A string of departures including editor-in-chief Jonathon Sturgeon have left the little magazine rudderless, but publisher and benefactor Noah McCormack vows to carry on

Capping off a nearly year-long wave of high-level departures at The Baffler, editor-in-chief Jonathon Sturgeon stepped down at the end of last month. “I resigned on August 26 after a year of serious illness for me personally and in my family,” Sturgeon told The Fine Print. “My partner required an emergency organ transplant, my father became terminally ill, I had a difficult bout of Covid, and I suffered worsening complications from multiple sclerosis. After a year of being primary caretaker for my partner during her recovery, I am now preparing to have surgery on my spine, also because of multiple sclerosis. I voluntarily departed after taking time off to address these issues when I realized that my health would not allow me to continue.” The Baffler’s publisher Noah McCormack affirmed that Sturgeon’s health had been the cause of his departure and explained that senior editor Dave Denison wrote the editor’s note in the most recent issue, dated July 2022, because Sturgeon had been on leave.
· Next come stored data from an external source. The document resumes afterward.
use crate::output::toc::{self, TocOptions};
use crate::output::{Dialect, Format, FormatError, FormatOptions, HtmlFormatter, MdFormatter, PlainFormatter};
use crate::run::cli::OutputFormat;
use crate::run::RunOptions;
use crate::wiki_elem::{BlockParser, BlockTree};
use std::fmt::{Display, Formatter};
use std::io::Write;
use std::{env, io};

/// The run's overall possible error.
#[derive(Debug)]
pub enum Error {
    /// The document couldn't be written in the requested format.
    ///
    /// This only happens in strict mode; see [`RunOptions::strict`].
    Format(FormatError),

    /// The parsed tree couldn't be serialized as JSON.
    Json(serde_json::Error),

    /// Couldn't read an input file.
    FileReadError(Input, io::Error),

    /// Couldn't write the output.
    WriteError(io::Error),
}

impl std::error::Error for Error {}

/// Stdin or an input file by path.
#[derive(Clone, Debug, PartialEq, Eq, PartialOrd, Ord, Hash)]
pub enum Input {
    Stdin,
    FilePath(String),
}

impl Error {
    pub(crate) fn from_io_error(error: io::Error, file: Input) -> Self {
        Error::FileReadError(file, error)
    }
}

impl From<FormatError> for Error {
    fn from(value: FormatError) -> Self {
        Error::Format(value)
    }
}

impl Display for Input {
    fn fmt(&self, f: &mut Formatter<'_>) -> std::fmt::Result {
        match self {
            Input::Stdin => f.write_str("stdin"),
            Input::FilePath(file) => write!(f, "file {file:?}"),
        }
    }
}

impl Display for Error {
    fn fmt(&self, f: &mut Formatter<'_>) -> std::fmt::Result {
        match self {
            Error::Format(err) => writeln!(f, "error: {err}"),
            Error::Json(err) => writeln!(f, "JSON error: {err}"),
            Error::FileReadError(file, err) => {
                if env::var("HIKIFMT_PORTABLE_ERRORS").unwrap_or_default().is_empty() {
                    writeln!(f, "{err} while reading {file}")
                } else {
                    writeln!(f, "{} while reading {file}", err.kind())
                }
            }
            Error::WriteError(err) => writeln!(f, "{err} while writing output"),
        }
    }
}

/// A simple facade for handling I/O.
///
/// This trait lets you do "I/O-y stuff" like mocking out stdin or reading files. The [`run`] method uses it.
pub trait OsFacade {
    /// Read stdin (or your mock of it) to a `String`.
    fn read_stdin(&self) -> io::Result<String>;

    /// Read a file path (or your mock of one) to a `String`.
    fn read_file(&self, path: &str) -> io::Result<String>;

    /// Get a writer for stdout (or your mock of it).
    fn stdout(&mut self) -> impl Write;

    /// Handle an error.
    fn write_error(&mut self, err: Error);

    /// Read a slice of file paths into a single, concatenated `String`.
    ///
    /// The default implementation (which you should feel free to use) treats the file path `"-"` as stdin. The first
    /// `"-"` reads all of stdin (via [`Self::read_stdin`]), and subsequent `"-"`s get silently ignored.
    fn read_all(&self, file_paths: &[String]) -> Result<String, Error> {
        if file_paths.is_empty() {
            return self.read_stdin().map_err(|err| Error::from_io_error(err, Input::Stdin));
        }
        let mut contents = String::new();
        let mut have_read_stdin = false;
        for path in file_paths {
            if path == "-" {
                if !have_read_stdin {
                    contents.push_str(
                        &self
                            .read_stdin()
                            .map_err(|err| Error::from_io_error(err, Input::Stdin))?,
                    );
                    have_read_stdin = true
                }
            } else {
                let path_contents = self
                    .read_file(path)
                    .map_err(|err| Error::from_io_error(err, Input::FilePath(path.to_string())))?;
                contents.push_str(&path_contents);
            }
            contents.push('\n');
        }
        Ok(contents)
    }
}

/// Runs hikifmt end to end.
///
/// This uses the provided [RunOptions] and [OsFacade] to read the input files, parses them as a single document, and
/// writes the document to the [`OsFacade`] in the format specified by [`RunOptions::output`]. Returns whether it
/// succeeded; on failure, the error has already gone to [`OsFacade::write_error`].
pub fn run(cli: &RunOptions, os: &mut impl OsFacade) -> bool {
    match run_or_error(cli, os) {
        Ok(()) => true,
        Err(err) => {
            os.write_error(err);
            false
        }
    }
}

fn run_or_error(cli: &RunOptions, os: &mut impl OsFacade) -> Result<(), Error> {
    let contents_str = os.read_all(&cli.file_paths)?;
    let tree = BlockParser::with_options(cli.into()).parse_str(&contents_str);
    let rendered = render(cli, &tree)?;

    let mut stdout = os.stdout();
    stdout.write_all(rendered.as_bytes()).map_err(Error::WriteError)?;
    stdout.flush().map_err(Error::WriteError)
}

/// Renders an already-parsed tree per the given options, including its table of contents if one was requested.
pub fn render(cli: &RunOptions, tree: &BlockTree) -> Result<String, Error> {
    let toc_tree = if cli.toc {
        Some(toc::build(tree, &TocOptions::from(cli)))
    } else {
        None
    };
    match cli.output {
        OutputFormat::Html4 => Ok(render_with(&html(Dialect::Html4), cli, tree, toc_tree, "")?),
        OutputFormat::Xhtml => Ok(render_with(&html(Dialect::Xhtml), cli, tree, toc_tree, "")?),
        OutputFormat::Html5 => Ok(render_with(&html(Dialect::Html5), cli, tree, toc_tree, "")?),
        OutputFormat::Plain | OutputFormat::PlainVerbose => {
            Ok(render_with(&PlainFormatter::new(cli.into()), cli, tree, toc_tree, "\n")?)
        }
        OutputFormat::Markdown | OutputFormat::Gfm => {
            Ok(render_with(&MdFormatter::new(cli.into()), cli, tree, toc_tree, "\n")?)
        }
        OutputFormat::Json => {
            let json = match &toc_tree {
                Some(toc_tree) => serde_json::to_string_pretty(&serde_json::json!({
                    "toc": toc_tree,
                    "document": tree,
                })),
                None => serde_json::to_string_pretty(tree),
            };
            let mut json = json.map_err(Error::Json)?;
            json.push('\n');
            Ok(json)
        }
    }
}

fn html(dialect: Dialect) -> HtmlFormatter {
    HtmlFormatter::new(dialect)
}

/// Formats the table of contents (if any) and then the document, with `separator` between them.
fn render_with<F: Format>(
    fmt: &F,
    cli: &RunOptions,
    tree: &BlockTree,
    toc_tree: Option<BlockTree>,
    separator: &str,
) -> Result<String, FormatError> {
    let options = FormatOptions::from(cli);
    let body = fmt.format_with(tree, &options)?;
    let Some(toc_tree) = toc_tree else {
        return Ok(body);
    };
    let toc = fmt.format_with(&toc_tree, &options)?;
    if toc.is_empty() {
        return Ok(body);
    }
    if body.is_empty() {
        return Ok(toc);
    }
    Ok(format!("{toc}{separator}{body}"))
}
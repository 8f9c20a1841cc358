use pest::Parser;
use pest_derive::Parser;

#[derive(Parser)]
#[grammar = "plugin/grammar.pest"]
struct PayloadPairs;

/// A plugin invocation, split into its name and optional data.
#[derive(Debug, Clone, PartialEq, Eq)]
pub struct Payload<'a> {
    pub name: &'a str,
    pub data: Option<&'a str>,
}

impl<'a> Payload<'a> {
    /// Splits `name(data)` or `name data`. Returns `None` if the text doesn't start with a plugin name, or has
    /// unbalanced trailing text.
    pub fn parse(text: &'a str) -> Option<Self> {
        let mut pairs = match PayloadPairs::parse(Rule::payload, text) {
            Ok(pairs) => pairs,
            Err(err) => {
                log::debug!("couldn't parse plugin payload {text:?}: {err}");
                return None;
            }
        };
        let payload = pairs.next()?;
        let mut name = None;
        let mut data = None;
        for pair in payload.into_inner() {
            match pair.as_rule() {
                Rule::name => name = Some(pair.as_str()),
                Rule::call_data | Rule::spaced_data => data = Some(pair.as_str().trim()),
                _ => {}
            }
        }
        Some(Self {
            name: name?,
            data: data.filter(|d| !d.is_empty()),
        })
    }
}
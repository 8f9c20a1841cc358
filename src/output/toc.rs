use crate::wiki_elem::*;
use std::ops::RangeInclusive;

#[derive(Clone, Debug, PartialEq, Eq)]
pub struct TocOptions {
    /// The heading levels to include. The first level in the range becomes the top level of the list.
    pub levels: RangeInclusive<u32>,
}

impl Default for TocOptions {
    fn default() -> Self {
        Self { levels: 2..=3 }
    }
}

/// Builds a table of contents for `tree`: a nested list of links to every heading that has an id and a level in
/// range, in document order.
///
/// The result is an ordinary block tree, so any formatter can render it. `tree` isn't modified; the headings' text
/// gets copied into the links.
pub fn build(tree: &BlockTree, options: &TocOptions) -> BlockTree {
    let mut entries = Vec::new();
    collect_entries(tree, options, &mut entries);
    assemble(entries)
}

fn collect_entries(node: &BlockTree, options: &TocOptions, out: &mut Vec<BlockLeaf>) {
    for child in &node.children {
        let Tree::Node(child) = child else {
            continue;
        };
        if child.block_kind() == Some(BlockKind::Heading) {
            if let Some(entry) = toc_entry(child, options) {
                out.push(entry);
            }
        }
        collect_entries(child, options, out);
    }
}

fn toc_entry(heading: &BlockTree, options: &TocOptions) -> Option<BlockLeaf> {
    let id = heading.data.node_id.as_ref()?;
    let level = heading.level()?;
    if !options.levels.contains(&level) {
        return None;
    }
    let caption = heading.children.iter().find_map(|child| match child {
        Tree::Leaf(leaf) if leaf.data.kind == BlockKind::Heading => leaf.data.inline(),
        _ => None,
    });

    // A bare `|` in the heading text must stay caption text, not become the link's separator.
    let mut link = InlineTree::inline(InlineKind::Link);
    if let Some(caption) = caption {
        for elem in &caption.children {
            match elem {
                Tree::Leaf(Leaf {
                    data: InlineToken::Sep(Separator::Link),
                    ..
                }) => link.push_text("|"),
                _ => link.push(elem.clone()),
            }
        }
    }
    link.push_leaf(InlineToken::Sep(Separator::Link));
    link.push_text(format!("#{id}"));
    let mut content = InlineTree::inline(InlineKind::Plain);
    content.push_node(link);

    Some(BlockLeaf {
        kind: BlockKind::List,
        level: Some(level - options.levels.start() + 1),
        node_id: None,
        content: LeafContent::Inline(content),
    })
}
The greater instability at The Baffler has origins beyond Sturgeon’s difficult personal life. Started in 1988 in the world of punk zines by Thomas Frank and Keith White, the first issue was printed in Charlottesville, Virginia. In the ’90s, the magazine became a Chicago fixture before its offices on the South Side burned down in the spring of 2001, leading to a near decade of sporadic publication, during which Frank found himself insisting that his magazine was still alive. At the end of that decade, Frank produced one last issue before handing over the reins in 2012 to John Summers, who, after striking a deal with the MIT Press, moved the magazine to Cambridge, Mass., and started producing three issues a year. The magazine hit its regular revival stride after McCormack stepped in as patron in 2015 and Chris Lehmann took over as editor-in-chief in 2016, producing a vibrant quarterly.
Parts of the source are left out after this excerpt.